### Task requirements
Please restate word for word, and with nothing added, the lines that run from the one holding "assert_eq!(SqrtWeighting.weight(17), 4);" to the end of the entries below.

─── Input material ───

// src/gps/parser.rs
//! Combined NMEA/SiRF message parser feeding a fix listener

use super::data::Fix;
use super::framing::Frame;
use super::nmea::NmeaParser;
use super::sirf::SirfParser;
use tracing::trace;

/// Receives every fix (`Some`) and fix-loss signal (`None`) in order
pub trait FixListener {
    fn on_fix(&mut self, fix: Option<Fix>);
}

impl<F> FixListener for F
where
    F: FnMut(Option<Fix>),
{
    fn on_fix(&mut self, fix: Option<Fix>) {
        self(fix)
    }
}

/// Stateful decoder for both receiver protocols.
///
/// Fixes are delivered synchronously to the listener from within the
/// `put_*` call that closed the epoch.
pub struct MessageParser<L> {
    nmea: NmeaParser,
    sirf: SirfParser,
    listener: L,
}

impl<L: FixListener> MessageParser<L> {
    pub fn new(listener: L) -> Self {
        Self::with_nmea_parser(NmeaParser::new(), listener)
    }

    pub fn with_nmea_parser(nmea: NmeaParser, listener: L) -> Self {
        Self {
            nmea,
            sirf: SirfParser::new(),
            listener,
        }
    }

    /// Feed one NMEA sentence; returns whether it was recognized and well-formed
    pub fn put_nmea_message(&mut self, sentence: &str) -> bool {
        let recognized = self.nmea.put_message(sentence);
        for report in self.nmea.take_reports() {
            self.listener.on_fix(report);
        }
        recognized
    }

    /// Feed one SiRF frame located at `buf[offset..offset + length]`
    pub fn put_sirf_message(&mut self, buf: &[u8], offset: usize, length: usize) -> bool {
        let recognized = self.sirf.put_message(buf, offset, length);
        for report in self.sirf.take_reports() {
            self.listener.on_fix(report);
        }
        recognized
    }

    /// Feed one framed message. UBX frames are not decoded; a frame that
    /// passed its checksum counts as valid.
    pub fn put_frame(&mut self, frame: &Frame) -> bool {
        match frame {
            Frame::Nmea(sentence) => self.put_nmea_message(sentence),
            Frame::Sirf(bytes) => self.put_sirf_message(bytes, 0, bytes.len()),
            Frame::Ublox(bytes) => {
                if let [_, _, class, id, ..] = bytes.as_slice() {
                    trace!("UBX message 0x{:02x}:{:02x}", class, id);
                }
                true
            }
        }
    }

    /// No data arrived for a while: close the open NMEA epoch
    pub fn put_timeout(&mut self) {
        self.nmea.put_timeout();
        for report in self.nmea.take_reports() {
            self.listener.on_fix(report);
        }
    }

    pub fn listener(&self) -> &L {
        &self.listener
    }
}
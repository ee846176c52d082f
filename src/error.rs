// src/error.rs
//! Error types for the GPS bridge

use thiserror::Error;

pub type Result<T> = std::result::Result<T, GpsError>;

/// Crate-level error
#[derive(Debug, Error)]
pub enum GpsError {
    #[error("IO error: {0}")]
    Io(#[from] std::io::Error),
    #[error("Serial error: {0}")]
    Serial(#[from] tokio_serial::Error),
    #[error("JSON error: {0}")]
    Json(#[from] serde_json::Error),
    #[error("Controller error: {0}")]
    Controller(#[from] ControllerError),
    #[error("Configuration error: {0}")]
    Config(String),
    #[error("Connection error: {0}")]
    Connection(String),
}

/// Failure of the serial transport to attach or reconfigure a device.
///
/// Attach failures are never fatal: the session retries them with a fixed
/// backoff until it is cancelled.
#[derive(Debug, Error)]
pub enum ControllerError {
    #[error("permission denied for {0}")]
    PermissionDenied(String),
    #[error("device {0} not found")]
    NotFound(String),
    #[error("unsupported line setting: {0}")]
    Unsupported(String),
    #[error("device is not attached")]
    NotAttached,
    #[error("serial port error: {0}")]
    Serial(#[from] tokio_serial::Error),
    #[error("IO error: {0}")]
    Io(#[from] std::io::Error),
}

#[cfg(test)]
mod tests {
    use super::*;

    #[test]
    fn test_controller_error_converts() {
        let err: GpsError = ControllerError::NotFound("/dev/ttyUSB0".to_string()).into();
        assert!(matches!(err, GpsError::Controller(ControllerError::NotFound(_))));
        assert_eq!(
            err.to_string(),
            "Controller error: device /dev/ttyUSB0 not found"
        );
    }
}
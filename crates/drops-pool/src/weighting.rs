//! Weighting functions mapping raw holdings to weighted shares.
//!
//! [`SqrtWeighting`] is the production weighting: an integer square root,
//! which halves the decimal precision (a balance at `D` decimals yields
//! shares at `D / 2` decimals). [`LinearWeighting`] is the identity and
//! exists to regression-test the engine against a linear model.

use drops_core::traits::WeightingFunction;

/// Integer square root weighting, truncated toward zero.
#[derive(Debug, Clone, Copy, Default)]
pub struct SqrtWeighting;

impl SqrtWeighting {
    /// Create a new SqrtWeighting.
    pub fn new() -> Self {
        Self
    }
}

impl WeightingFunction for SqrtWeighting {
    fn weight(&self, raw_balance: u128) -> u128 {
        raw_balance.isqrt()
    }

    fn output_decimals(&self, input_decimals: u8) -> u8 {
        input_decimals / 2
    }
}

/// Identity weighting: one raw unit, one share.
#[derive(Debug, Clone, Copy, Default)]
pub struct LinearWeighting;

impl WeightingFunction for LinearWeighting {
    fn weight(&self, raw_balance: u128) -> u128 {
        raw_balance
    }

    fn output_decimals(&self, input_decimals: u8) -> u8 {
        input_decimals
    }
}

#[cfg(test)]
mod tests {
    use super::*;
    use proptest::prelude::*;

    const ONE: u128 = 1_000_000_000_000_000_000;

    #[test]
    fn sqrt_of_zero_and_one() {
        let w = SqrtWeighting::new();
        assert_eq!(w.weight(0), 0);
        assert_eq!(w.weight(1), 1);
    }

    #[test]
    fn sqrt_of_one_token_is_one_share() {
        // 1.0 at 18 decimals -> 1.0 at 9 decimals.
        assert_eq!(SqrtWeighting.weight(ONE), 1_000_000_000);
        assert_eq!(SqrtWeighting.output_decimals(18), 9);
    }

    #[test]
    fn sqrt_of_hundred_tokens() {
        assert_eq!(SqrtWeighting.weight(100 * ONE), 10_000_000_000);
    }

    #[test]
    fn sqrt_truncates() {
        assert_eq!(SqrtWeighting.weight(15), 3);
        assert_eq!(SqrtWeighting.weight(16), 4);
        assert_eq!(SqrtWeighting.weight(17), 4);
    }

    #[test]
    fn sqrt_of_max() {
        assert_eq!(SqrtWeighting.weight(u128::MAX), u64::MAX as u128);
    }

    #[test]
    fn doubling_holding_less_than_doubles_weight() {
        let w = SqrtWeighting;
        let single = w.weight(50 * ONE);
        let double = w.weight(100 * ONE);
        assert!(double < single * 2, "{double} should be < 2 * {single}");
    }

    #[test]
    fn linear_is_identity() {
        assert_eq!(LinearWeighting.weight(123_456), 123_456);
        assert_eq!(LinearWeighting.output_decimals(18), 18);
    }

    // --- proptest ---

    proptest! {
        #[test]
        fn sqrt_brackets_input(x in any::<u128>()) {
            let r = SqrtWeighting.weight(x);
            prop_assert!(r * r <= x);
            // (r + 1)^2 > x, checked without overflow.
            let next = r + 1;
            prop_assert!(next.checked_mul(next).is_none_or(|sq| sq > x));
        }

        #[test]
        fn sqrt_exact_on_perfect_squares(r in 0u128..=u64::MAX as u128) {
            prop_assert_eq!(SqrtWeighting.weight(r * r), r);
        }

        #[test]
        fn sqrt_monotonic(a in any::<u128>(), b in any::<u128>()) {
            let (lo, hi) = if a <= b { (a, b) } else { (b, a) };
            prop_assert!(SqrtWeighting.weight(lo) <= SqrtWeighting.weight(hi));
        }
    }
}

───

### Solved exercise
        assert_eq!(SqrtWeighting.weight(17), 4);
    }

    #[test]
    fn sqrt_of_max() {
        assert_eq!(SqrtWeighting.weight(u128::MAX), u64::MAX as u128);
    }

    #[test]
    fn doubling_holding_less_than_doubles_weight() {
        let w = SqrtWeighting;
        let single = w.weight(50 * ONE);
        let double = w.weight(100 * ONE);
        assert!(double < single * 2, "{double} should be < 2 * {single}");
    }

    #[test]
    fn linear_is_identity() {
        assert_eq!(LinearWeighting.weight(123_456), 123_456);
        assert_eq!(LinearWeighting.output_decimals(18), 18);
    }

    // --- proptest ---

    proptest! {
        #[test]
        fn sqrt_brackets_input(x in any::<u128>()) {
            let r = SqrtWeighting.weight(x);
            prop_assert!(r * r <= x);
            // (r + 1)^2 > x, checked without overflow.
            let next = r + 1;
            prop_assert!(next.checked_mul(next).is_none_or(|sq| sq > x));
        }

        #[test]
        fn sqrt_exact_on_perfect_squares(r in 0u128..=u64::MAX as u128) {
            prop_assert_eq!(SqrtWeighting.weight(r * r), r);
        }

        #[test]
        fn sqrt_monotonic(a in any::<u128>(), b in any::<u128>()) {
            let (lo, hi) = if a <= b { (a, b) } else { (b, a) };
            prop_assert!(SqrtWeighting.weight(lo) <= SqrtWeighting.weight(hi));
        }
    }
}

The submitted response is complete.